▶ _Material for the task_:
use msd::engine::FlippingAlgorithm;

pub struct DefaultsConfig {
    pub flipping_algorithm: FlippingAlgorithm,
    pub cancel_token: String,
}

impl Default for DefaultsConfig {
    fn default() -> Self {
        Self {
            flipping_algorithm: FlippingAlgorithm::ContinuousSpin,
            cancel_token: "CANCEL".to_string(),
        }
    }
}
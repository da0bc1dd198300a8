use super::cursor::{BoundsError, Collection, Sequence};
use crate::core::utils::vector::{self, Vector};
use serde::{Deserialize, Serialize};
use std::fmt;
use std::str::FromStr;
use thiserror::Error;

/// Per-atom coefficients of a molecule node.
#[derive(Debug, Clone, Copy, PartialEq, Serialize, Deserialize)]
#[serde(default)]
pub struct NodeParameters {
    /// Spin magnitude.
    #[serde(rename = "Sm")]
    pub sm: f64,
    /// Upper bound of the flux magnitude.
    #[serde(rename = "Fm")]
    pub fm: f64,
    /// Coupling between the site's own spin and flux.
    #[serde(rename = "Je0m")]
    pub je0m: f64,
    /// Anisotropy.
    #[serde(rename = "Am")]
    pub am: Vector,
}

impl Default for NodeParameters {
    fn default() -> Self {
        Self {
            sm: 1.0,
            fm: 0.0,
            je0m: 0.0,
            am: vector::ZERO,
        }
    }
}

/// Per-bond coefficients of a molecule edge.
#[derive(Debug, Clone, Copy, PartialEq, Serialize, Deserialize)]
#[serde(default)]
pub struct EdgeParameters {
    #[serde(rename = "Jm")]
    pub jm: f64,
    #[serde(rename = "Je1m")]
    pub je1m: f64,
    #[serde(rename = "Jeem")]
    pub jeem: f64,
    #[serde(rename = "bm")]
    pub bm: f64,
    #[serde(rename = "Dm")]
    pub dm: Vector,
}

impl Default for EdgeParameters {
    fn default() -> Self {
        Self {
            jm: 0.0,
            je1m: 0.0,
            jeem: 0.0,
            bm: 0.0,
            dm: vector::ZERO,
        }
    }
}

/// One traversal direction of an edge.
///
/// Every edge identity owns exactly two entries: `source -> destination` with
/// `direction = 1` and the mirrored entry with `direction = -1`.
#[derive(Debug, Clone, Copy, PartialEq)]
pub struct DirectedEdge {
    pub identity: usize,
    pub source: usize,
    pub destination: usize,
    pub direction: f64,
}

/// An append-only directed multigraph of molecule nodes and bonds.
///
/// Node indices and edge identities are assigned in creation order and never
/// change. The two lead nodes mark where the molecule attaches to the
/// ferromagnetic regions of a lattice; they are not validated.
#[derive(Debug, Clone, Default, PartialEq)]
pub struct MoleculeGraph {
    nodes: Vec<NodeParameters>,
    edge_parameters: Vec<EdgeParameters>,
    adjacency: Vec<Vec<DirectedEdge>>,
    left_lead: usize,
    right_lead: usize,
}

impl MoleculeGraph {
    pub fn new() -> Self {
        Self::default()
    }

    /// Creates a graph of `count` unconnected nodes sharing `parameters`.
    pub fn with_nodes(count: usize, parameters: NodeParameters) -> Self {
        Self {
            nodes: vec![parameters; count],
            adjacency: vec![Vec::new(); count],
            ..Self::default()
        }
    }

    pub fn node_count(&self) -> usize {
        self.nodes.len()
    }

    /// Number of edge identities, i.e. logical bonds.
    pub fn edge_count(&self) -> usize {
        self.edge_parameters.len()
    }

    pub fn is_empty(&self) -> bool {
        self.nodes.is_empty() && self.edge_parameters.is_empty()
    }

    /// Appends a node and returns its index.
    pub fn create_node(&mut self, parameters: NodeParameters) -> usize {
        self.nodes.push(parameters);
        self.adjacency.push(Vec::new());
        self.nodes.len() - 1
    }

    /// Connects `a` to `b` and returns the new edge identity.
    ///
    /// Parallel edges and self-loops are accepted; each call creates a new
    /// identity with its own two traversal entries.
    ///
    /// # Errors
    ///
    /// Returns [`BoundsError`] if either node does not exist.
    pub fn connect_nodes(
        &mut self,
        a: usize,
        b: usize,
        parameters: EdgeParameters,
    ) -> Result<usize, BoundsError> {
        self.check_node(a)?;
        self.check_node(b)?;
        Ok(self.link(a, b, parameters))
    }

    /// Identity of the first edge from `a` to `b` in traversal order.
    pub fn edge_index(&self, a: usize, b: usize) -> Option<usize> {
        self.outgoing(a)
            .iter()
            .find(|edge| edge.destination == b)
            .map(|edge| edge.identity)
    }

    pub fn node_parameters(&self, node: usize) -> Result<&NodeParameters, BoundsError> {
        self.nodes
            .get(node)
            .ok_or_else(|| BoundsError::new(node as isize, self.nodes.len()))
    }

    pub fn set_node_parameters(
        &mut self,
        node: usize,
        parameters: NodeParameters,
    ) -> Result<(), BoundsError> {
        let len = self.nodes.len();
        let slot = self
            .nodes
            .get_mut(node)
            .ok_or_else(|| BoundsError::new(node as isize, len))?;
        *slot = parameters;
        Ok(())
    }

    pub fn edge_parameters(&self, edge: usize) -> Result<&EdgeParameters, BoundsError> {
        self.edge_parameters
            .get(edge)
            .ok_or_else(|| BoundsError::new(edge as isize, self.edge_parameters.len()))
    }

    pub fn set_edge_parameters(
        &mut self,
        edge: usize,
        parameters: EdgeParameters,
    ) -> Result<(), BoundsError> {
        let len = self.edge_parameters.len();
        let slot = self
            .edge_parameters
            .get_mut(edge)
            .ok_or_else(|| BoundsError::new(edge as isize, len))?;
        *slot = parameters;
        Ok(())
    }

    /// Edge parameter records indexed by identity.
    pub fn edge_parameter_records(&self) -> &[EdgeParameters] {
        &self.edge_parameters
    }

    /// Overwrites every node and every edge with the given records.
    pub fn set_all_parameters(&mut self, node: &NodeParameters, edge: &EdgeParameters) {
        self.nodes.iter_mut().for_each(|p| *p = *node);
        self.edge_parameters.iter_mut().for_each(|p| *p = *edge);
    }

    pub fn left_lead(&self) -> usize {
        self.left_lead
    }

    pub fn right_lead(&self) -> usize {
        self.right_lead
    }

    pub fn set_left_lead(&mut self, node: usize) {
        self.left_lead = node;
    }

    pub fn set_right_lead(&mut self, node: usize) {
        self.right_lead = node;
    }

    pub fn set_leads(&mut self, left: usize, right: usize) {
        self.left_lead = left;
        self.right_lead = right;
    }

    /// Directed entries leaving `node`, in insertion order. Unknown nodes have none.
    pub fn outgoing(&self, node: usize) -> &[DirectedEdge] {
        self.adjacency.get(node).map(Vec::as_slice).unwrap_or(&[])
    }

    pub fn nodes(&self) -> Collection<Nodes<'_>> {
        Collection::new(Nodes { graph: self })
    }

    /// Every directed entry, grouped by source node.
    pub fn edges(&self) -> Collection<Edges<'_>> {
        let entries = self.adjacency.iter().flatten().copied().collect();
        Collection::new(Edges {
            graph: self,
            entries,
        })
    }

    /// One entry per edge identity: the first one met while scanning [`Self::edges`].
    pub fn edges_unique(&self) -> Collection<Edges<'_>> {
        let mut seen = vec![false; self.edge_parameters.len()];
        let entries = self
            .adjacency
            .iter()
            .flatten()
            .filter(|edge| !std::mem::replace(&mut seen[edge.identity], true))
            .copied()
            .collect();
        Collection::new(Edges {
            graph: self,
            entries,
        })
    }

    /// The directed entries leaving `node` as their own collection.
    pub fn adjacency_list(&self, node: usize) -> Result<Collection<Edges<'_>>, BoundsError> {
        self.check_node(node)?;
        Ok(Collection::new(Edges {
            graph: self,
            entries: self.adjacency[node].clone(),
        }))
    }

    // Registers parameters for an edge identity that has no traversal entries.
    pub(crate) fn push_detached_edge(&mut self, parameters: EdgeParameters) -> usize {
        self.edge_parameters.push(parameters);
        self.edge_parameters.len() - 1
    }

    fn link(&mut self, a: usize, b: usize, parameters: EdgeParameters) -> usize {
        let identity = self.edge_parameters.len();
        self.edge_parameters.push(parameters);
        self.adjacency[a].push(DirectedEdge {
            identity,
            source: a,
            destination: b,
            direction: 1.0,
        });
        self.adjacency[b].push(DirectedEdge {
            identity,
            source: b,
            destination: a,
            direction: -1.0,
        });
        identity
    }

    fn check_node(&self, node: usize) -> Result<(), BoundsError> {
        if node < self.nodes.len() {
            Ok(())
        } else {
            Err(BoundsError::new(node as isize, self.nodes.len()))
        }
    }
}

#[derive(Debug, Clone, Copy, PartialEq)]
pub struct NodeView<'a> {
    pub index: usize,
    pub parameters: &'a NodeParameters,
}

#[derive(Debug, Clone, Copy, PartialEq)]
pub struct EdgeView<'a> {
    pub index: usize,
    pub source: usize,
    pub destination: usize,
    pub direction: f64,
    pub parameters: &'a EdgeParameters,
}

#[derive(Debug, Clone)]
pub struct Nodes<'g> {
    graph: &'g MoleculeGraph,
}

impl Sequence for Nodes<'_> {
    type Item<'a>
        = NodeView<'a>
    where
        Self: 'a;

    fn len(&self) -> usize {
        self.graph.nodes.len()
    }

    fn element(&self, index: usize) -> NodeView<'_> {
        NodeView {
            index,
            parameters: &self.graph.nodes[index],
        }
    }
}

#[derive(Debug, Clone)]
pub struct Edges<'g> {
    graph: &'g MoleculeGraph,
    entries: Vec<DirectedEdge>,
}

impl Sequence for Edges<'_> {
    type Item<'a>
        = EdgeView<'a>
    where
        Self: 'a;

    fn len(&self) -> usize {
        self.entries.len()
    }

    fn element(&self, index: usize) -> EdgeView<'_> {
        let edge = &self.entries[index];
        EdgeView {
            index: edge.identity,
            source: edge.source,
            destination: edge.destination,
            direction: edge.direction,
            parameters: &self.graph.edge_parameters[edge.identity],
        }
    }
}

#[derive(Debug, Error, Clone, PartialEq, Eq)]
#[error("Unknown molecule type '{0}' (expected LINEAR or CIRCULAR)")]
pub struct ParseMoleculeTypeError(pub String);

/// Built-in molecule shapes.
#[derive(Debug, Clone, Copy, PartialEq, Eq, Hash, Deserialize)]
#[serde(try_from = "String")]
pub enum MoleculeType {
    /// A chain `0 - 1 - ... - (n-1)` with leads on both ends.
    Linear,
    /// The chain closed into a ring, with leads on opposite sides.
    Circular,
}

impl MoleculeType {
    pub fn build(self, node_count: usize) -> MoleculeGraph {
        let mut graph = MoleculeGraph::with_nodes(node_count, NodeParameters::default());
        for i in 1..node_count {
            graph.link(i - 1, i, EdgeParameters::default());
        }
        match self {
            MoleculeType::Linear => graph.set_leads(0, node_count.saturating_sub(1)),
            MoleculeType::Circular => {
                if node_count >= 2 {
                    graph.link(node_count - 1, 0, EdgeParameters::default());
                }
                graph.set_leads(0, node_count / 2);
            }
        }
        graph
    }
}

impl FromStr for MoleculeType {
    type Err = ParseMoleculeTypeError;

    fn from_str(s: &str) -> Result<Self, Self::Err> {
        match s.trim().to_ascii_uppercase().as_str() {
            "LINEAR" | "LINEAR_MOL" => Ok(MoleculeType::Linear),
            "CIRCULAR" | "CIRCULAR_MOL" => Ok(MoleculeType::Circular),
            _ => Err(ParseMoleculeTypeError(s.to_string())),
        }
    }
}

impl TryFrom<String> for MoleculeType {
    type Error = ParseMoleculeTypeError;

    fn try_from(value: String) -> Result<Self, Self::Error> {
        value.parse()
    }
}

impl fmt::Display for MoleculeType {
    fn fmt(&self, f: &mut fmt::Formatter<'_>) -> fmt::Result {
        match self {
            MoleculeType::Linear => write!(f, "LINEAR"),
            MoleculeType::Circular => write!(f, "CIRCULAR"),
        }
    }
}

▶ _About this task_: Scan the entries above and show each line that contains the word "struct".

▶ _Solution to this task_:
pub struct DefaultsConfig {
pub struct NodeParameters {
pub struct EdgeParameters {
pub struct DirectedEdge {
pub struct MoleculeGraph {
pub struct NodeView<'a> {
pub struct EdgeView<'a> {
pub struct Nodes<'g> {
pub struct Edges<'g> {
pub struct ParseMoleculeTypeError(pub String);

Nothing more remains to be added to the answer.